2. The robot delay-start precharge circuit of claim 1, wherein the delay control chip U2 is a NE555 chip.

3. The robot delay starting pre-charging circuit according to claim 2, wherein the current amplifying circuit comprises a PNP transistor Q3 and an NPN transistor Q4 connected with the delay control chip U2, an emitter of the PNP transistor Q3 is connected with a reset zero end RST of the delay control chip U2, a base set of the PNP transistor Q3 is connected with an output end OUT of the delay control chip U2 through a resistor R8, a collector of the PNP transistor Q3 is connected with a base set of the NPN transistor Q4 through a resistor R9, an emitter of the NPN transistor Q4 is grounded, a collector of the NPN transistor Q4 is connected with a driving connection terminal J4 of the dc contactor, and when the NPN transistor Q4 is turned on, a driving coil of the dc contactor is energized to close the dc contactor.

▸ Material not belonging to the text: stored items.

use std::sync::Arc;

use anyhow::Result;
use tokio::io::{AsyncBufReadExt, BufReader};
use tokio::signal;
use tokio::sync::mpsc;
use uuid::Uuid;

use lobby_voice::App;
use lobby_voice::audio::{AudioOutput, LogOutput};
use lobby_voice::config::Config;
use lobby_voice::connection::{ControllerContext, ControllerEvent, SessionFactory};
use lobby_voice::net_link::{NetCommand, NetEvent, NetLink, NetSignaling};
use lobby_voice::ui::{self, ConsoleStatus, UiCommand};

#[tokio::main]
async fn main() -> Result<()> {
    // 初始化日志
    env_logger::init();

    // 加载配置
    let mut config = Config::new().unwrap_or_default();

    // 用户名：环境变量优先，未配置则生成随机名字
    if let Ok(name) = std::env::var("LOBBY_USERNAME") {
        if !name.trim().is_empty() {
            config.username = name.trim().to_string();
        }
    }
    if config.username == "unknown" {
        let uuid = Uuid::new_v4().simple().to_string();
        config.username = format!("peer-{}", &uuid[..8]);
        println!("Generated username: {}", config.username);
    }

    // 事件通道 / 命令通道
    let (tx_net_event, mut rx_net_event) = mpsc::channel::<NetEvent>(100);
    // 命令通道无界，避免与事件通道形成互等
    let (tx_net_cmd, rx_net_cmd) = mpsc::unbounded_channel::<NetCommand>();
    // 控制器事件通道（协商任务、传输状态、远端音轨）
    let (tx_ctrl_event, mut rx_ctrl_event) = mpsc::unbounded_channel::<ControllerEvent>();

    // 启动网络链接，与信令服务器通信
    let net_link = NetLink::new(
        config.signaling_url,
        config.max_retry_delay_secs,
        tx_net_event,
        rx_net_cmd,
    )?;
    tokio::spawn(async move {
        net_link.run().await;
    });

    let ctx = Arc::new(ControllerContext {
        sessions: session_factory(&config)?,
        signaling: Arc::new(NetSignaling::new(tx_net_cmd.clone())),
        output: audio_output(&config),
        status: Arc::new(ConsoleStatus),
        transform: config.transform(),
        events: tx_ctrl_event,
    });
    let mut app = App::new(config.username.clone(), ctx, tx_net_cmd);

    // 读取终端命令
    let (tx_cmd, mut rx_cmd) = mpsc::channel::<UiCommand>(16);
    tokio::spawn(async move {
        let mut lines = BufReader::new(tokio::io::stdin()).lines();
        while let Ok(Some(line)) = lines.next_line().await {
            if line.trim().is_empty() {
                continue;
            }
            match UiCommand::parse(&line) {
                Some(cmd) => {
                    if tx_cmd.send(cmd).await.is_err() {
                        break;
                    }
                }
                None => println!("{}", ui::HELP),
            }
        }
    });

    println!(
        "{} {} started as {}. {}",
        env!("APP_NAME"),
        env!("APP_VERSION"),
        config.username,
        ui::HELP
    );

    // 主事件循环，所有状态变更都在这里串行处理
    loop {
        tokio::select! {
            _ = signal::ctrl_c() => {
                println!("Received Ctrl+C, shutting down...");
                break;
            }
            Some(event) = rx_net_event.recv() => {
                app.handle_net_event(event).await;
            }
            Some(event) = rx_ctrl_event.recv() => {
                app.handle_controller_event(event).await;
            }
            cmd = rx_cmd.recv() => {
                // stdin 关闭等同于退出
                let Some(cmd) = cmd else { break };
                if !app.handle_command(cmd).await {
                    break;
                }
            }
        }
    }

    app.shutdown().await;
    // 给 NetLink 一点时间把 leave_lobby 发出去
    tokio::time::sleep(tokio::time::Duration::from_millis(200)).await;
    Ok(())
}

#[cfg(feature = "media")]
fn session_factory(config: &Config) -> Result<Arc<dyn SessionFactory>> {
    Ok(Arc::new(lobby_voice::media::WebRtcSessionFactory::new(&config.ice_servers)?))
}

#[cfg(not(feature = "media"))]
fn session_factory(_config: &Config) -> Result<Arc<dyn SessionFactory>> {
    log::warn!("Built without the `media` feature: connections will fail to open");
    Ok(Arc::new(no_media::NoMedia))
}

#[cfg(not(feature = "media"))]
mod no_media {
    use std::sync::Arc;

    use anyhow::Result;
    use async_trait::async_trait;
    use lobby_voice::connection::{MediaSession, SessionEvents, SessionFactory};
    use lobby_voice::peer::PeerId;

    /// Stand-in factory for builds without a media backend.
    pub struct NoMedia;

    #[async_trait]
    impl SessionFactory for NoMedia {
        async fn create(&self, _peer: &PeerId, _events: SessionEvents) -> Result<Arc<dyn MediaSession>> {
            anyhow::bail!("media backend not compiled in (enable the `media` feature)")
        }
    }
}

fn audio_output(config: &Config) -> Arc<dyn AudioOutput> {
    match config.audio_output {
        #[cfg(feature = "playback")]
        "alsa" => Arc::new(lobby_voice::audio::AlsaOutput::new(config.playback_device)),
        "log" => Arc::new(LogOutput),
        other => {
            log::warn!("Audio output '{}' unavailable, logging frames instead", other);
            Arc::new(LogOutput)
        }
    }
}
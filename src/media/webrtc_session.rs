//! [`MediaSession`] backed by a `webrtc` peer connection.

use std::sync::Arc;

use anyhow::Result;
use async_trait::async_trait;
use tokio::sync::mpsc;
use webrtc::api::interceptor_registry::register_default_interceptors;
use webrtc::api::media_engine::MediaEngine;
use webrtc::api::{APIBuilder, API};
use webrtc::ice_transport::ice_candidate::{RTCIceCandidate, RTCIceCandidateInit};
use webrtc::ice_transport::ice_server::RTCIceServer;
use webrtc::interceptor::registry::Registry;
use webrtc::peer_connection::configuration::RTCConfiguration;
use webrtc::peer_connection::peer_connection_state::RTCPeerConnectionState;
use webrtc::peer_connection::sdp::session_description::RTCSessionDescription;
use webrtc::peer_connection::RTCPeerConnection;
use webrtc::rtp_transceiver::rtp_codec::RTPCodecType;
use webrtc::rtp_transceiver::rtp_receiver::RTCRtpReceiver;
use webrtc::rtp_transceiver::rtp_transceiver_direction::RTCRtpTransceiverDirection;
use webrtc::rtp_transceiver::{RTCRtpTransceiver, RTCRtpTransceiverInit};
use webrtc::track::track_remote::TrackRemote;

use super::opus_decoder::OpusFrameDecoder;
use crate::audio::AudioFrame;
use crate::connection::{
    InboundTrack, MediaSession, SessionEvents, SessionFactory, TrackKind, TransportState,
};
use crate::peer::PeerId;
use crate::protocol::{IceCandidate, SdpKind, SessionDescription};

/// Decoded frames buffered between the RTP reader and the transform.
const TRACK_QUEUE_FRAMES: usize = 32;

/// Inbound audio is decoded mono; the transform upmixes to stereo.
const DECODE_CHANNELS: usize = 1;

pub struct WebRtcSessionFactory {
    api: API,
    config: RTCConfiguration,
}

impl WebRtcSessionFactory {
    pub fn new(ice_servers: &[String]) -> Result<Self> {
        let mut media = MediaEngine::default();
        media.register_default_codecs()?;
        let mut registry = Registry::new();
        registry = register_default_interceptors(registry, &mut media)?;
        let api = APIBuilder::new()
            .with_media_engine(media)
            .with_interceptor_registry(registry)
            .build();

        let ice_servers = if ice_servers.is_empty() {
            Vec::new()
        } else {
            vec![RTCIceServer {
                urls: ice_servers.to_vec(),
                ..Default::default()
            }]
        };
        let config = RTCConfiguration {
            ice_servers,
            ..Default::default()
        };
        Ok(Self { api, config })
    }
}

#[async_trait]
impl SessionFactory for WebRtcSessionFactory {
    async fn create(&self, peer: &PeerId, events: SessionEvents) -> Result<Arc<dyn MediaSession>> {
        let pc = Arc::new(self.api.new_peer_connection(self.config.clone()).await?);

        // Local capture is not wired up; receive only.
        pc.add_transceiver_from_kind(
            RTPCodecType::Audio,
            Some(RTCRtpTransceiverInit {
                direction: RTCRtpTransceiverDirection::Recvonly,
                send_encodings: vec![],
            }),
        )
        .await?;

        let ev = events.clone();
        pc.on_peer_connection_state_change(Box::new(move |state: RTCPeerConnectionState| {
            ev.state_changed(transport_state(state));
            Box::pin(async {})
        }));

        let ev = events.clone();
        pc.on_ice_candidate(Box::new(move |candidate: Option<RTCIceCandidate>| {
            let ev = ev.clone();
            Box::pin(async move {
                let Some(candidate) = candidate else {
                    return;
                };
                match candidate.to_json() {
                    Ok(init) => ev.local_candidate(IceCandidate {
                        candidate: init.candidate,
                        sdp_mid: init.sdp_mid,
                        sdp_mline_index: init.sdp_mline_index,
                        username_fragment: init.username_fragment,
                    }),
                    Err(e) => log::warn!("Failed to serialize local candidate for {}: {}", ev.peer(), e),
                }
            })
        }));

        let ev = events;
        pc.on_track(Box::new(
            move |track: Arc<TrackRemote>, _receiver: Arc<RTCRtpReceiver>, _transceiver: Arc<RTCRtpTransceiver>| {
                let ev = ev.clone();
                Box::pin(async move {
                    let kind = if track.kind() == RTPCodecType::Audio {
                        TrackKind::Audio
                    } else {
                        TrackKind::Video
                    };
                    let (tx, rx) = mpsc::channel(TRACK_QUEUE_FRAMES);
                    if kind == TrackKind::Audio {
                        tokio::spawn(read_track(track.clone(), tx));
                    }
                    ev.track(InboundTrack {
                        id: track.id(),
                        kind,
                        frames: rx,
                    });
                })
            },
        ));

        log::debug!("Peer connection created for {}", peer);
        Ok(Arc::new(WebRtcSession { pc }))
    }
}

fn transport_state(state: RTCPeerConnectionState) -> TransportState {
    match state {
        RTCPeerConnectionState::Connecting => TransportState::Connecting,
        RTCPeerConnectionState::Connected => TransportState::Connected,
        RTCPeerConnectionState::Disconnected => TransportState::Disconnected,
        RTCPeerConnectionState::Failed => TransportState::Failed,
        RTCPeerConnectionState::Closed => TransportState::Closed,
        _ => TransportState::New,
    }
}

/// RTP → Opus decode → frames, until the track ends or the consumer goes away.
async fn read_track(track: Arc<TrackRemote>, tx: mpsc::Sender<AudioFrame>) {
    let mut decoder = match OpusFrameDecoder::new(DECODE_CHANNELS) {
        Ok(decoder) => decoder,
        Err(e) => {
            log::error!("Failed to create Opus decoder: {}", e);
            return;
        }
    };
    loop {
        let packet = match track.read_rtp().await {
            Ok((packet, _)) => packet,
            Err(e) => {
                log::info!("Track {} ended: {}", track.id(), e);
                break;
            }
        };
        if packet.payload.is_empty() {
            continue;
        }
        match decoder.decode(&packet.payload, packet.header.timestamp) {
            Ok(frame) => {
                if tx.send(frame).await.is_err() {
                    break;
                }
            }
            Err(e) => log::warn!("Opus decode error: {}", e),
        }
    }
}

struct WebRtcSession {
    pc: Arc<RTCPeerConnection>,
}

fn to_rtc(desc: SessionDescription) -> Result<RTCSessionDescription> {
    Ok(match desc.kind {
        SdpKind::Offer => RTCSessionDescription::offer(desc.sdp)?,
        SdpKind::Answer => RTCSessionDescription::answer(desc.sdp)?,
    })
}

#[async_trait]
impl MediaSession for WebRtcSession {
    async fn create_offer(&self) -> Result<SessionDescription> {
        let offer = self.pc.create_offer(None).await?;
        Ok(SessionDescription::offer(offer.sdp))
    }

    async fn create_answer(&self) -> Result<SessionDescription> {
        let answer = self.pc.create_answer(None).await?;
        Ok(SessionDescription::answer(answer.sdp))
    }

    async fn set_local_description(&self, desc: SessionDescription) -> Result<()> {
        self.pc.set_local_description(to_rtc(desc)?).await?;
        Ok(())
    }

    async fn set_remote_description(&self, desc: SessionDescription) -> Result<()> {
        self.pc.set_remote_description(to_rtc(desc)?).await?;
        Ok(())
    }

    async fn add_ice_candidate(&self, candidate: IceCandidate) -> Result<()> {
        self.pc
            .add_ice_candidate(RTCIceCandidateInit {
                candidate: candidate.candidate,
                sdp_mid: candidate.sdp_mid,
                sdp_mline_index: candidate.sdp_mline_index,
                username_fragment: candidate.username_fragment,
            })
            .await?;
        Ok(())
    }

    async fn close(&self) -> Result<()> {
        self.pc.close().await?;
        Ok(())
    }
}
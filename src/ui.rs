//! Terminal stand-in for the peer list: status lines on stdout and commands
//! read from stdin.

use crate::connection::{ButtonStatus, ConnectionState, PeerStatus, StatusListener};
use crate::peer::PeerId;

#[derive(Debug, Clone, PartialEq, Eq)]
pub enum UiCommand {
    /// Toggle the peer with this sanitized (or full) id.
    Toggle(String),
    List,
    Quit,
}

impl UiCommand {
    pub fn parse(line: &str) -> Option<Self> {
        let mut words = line.split_whitespace();
        let command = match (words.next()?, words.next()) {
            ("toggle" | "t", Some(id)) => Self::Toggle(id.to_string()),
            ("list" | "ls", None) => Self::List,
            ("quit" | "q" | "exit", None) => Self::Quit,
            _ => return None,
        };
        words.next().is_none().then_some(command)
    }
}

pub const HELP: &str = "commands: toggle <id> | list | quit";

/// Prints every status change.
#[derive(Debug, Default)]
pub struct ConsoleStatus;

impl StatusListener for ConsoleStatus {
    fn state_changed(&self, peer: &PeerId, state: ConnectionState) {
        let button = ButtonStatus::for_state(state);
        println!("{} -> {} [{} / {}]", peer.sanitized(), state, button.label, button.color);
    }

    fn peers_changed(&self, peers: &[PeerStatus]) {
        println!("Peers ({}):", peers.len());
        for status in peers {
            println!("  {:<20} [{}] {}", status.name, status.button.label, status.sanitized_id);
        }
    }
}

4. The robot time-lapse starting precharge circuit according to claim 3, wherein the collector of NPN transistor Q4 is connected to pin 2 of dc contactor drive connection terminal J4, and pin 1 of dc contactor drive connection terminal J4 is connected to power INPUT terminal battry_input; the RCD protection circuit is connected between the 1 pin and the 2 pin of the direct current contactor driving connection terminal J4 and comprises a capacitor C3 and a diode D47 which are sequentially connected, the two ends of the capacitor C3 are connected with a post-stage circuit charging resistor R12 in parallel, the capacitor C3 is connected with the 1 pin of the direct current contactor driving connection terminal J4, and the anode end of the diode D47 is connected with the 2 pin of the direct current contactor driving connection terminal J4.

5. The robot delay-start precharge circuit of claim 1, wherein the delay-start circuit power supply U1 is a DC-DC circuit.

6. The robot time-delay starting precharge circuit according to claim 1, wherein a pulse spike voltage absorbing circuit is connected between a source of the precharge resistor power-on switch MOS transistor Q1 and the power INPUT terminal battry_input, the pulse spike voltage absorbing circuit comprises a piezoresistor R20 and a transient suppression transistor D48 which are connected in parallel, one end of the piezoresistor R20 is grounded, and an anode of the transient suppression transistor D48 is grounded.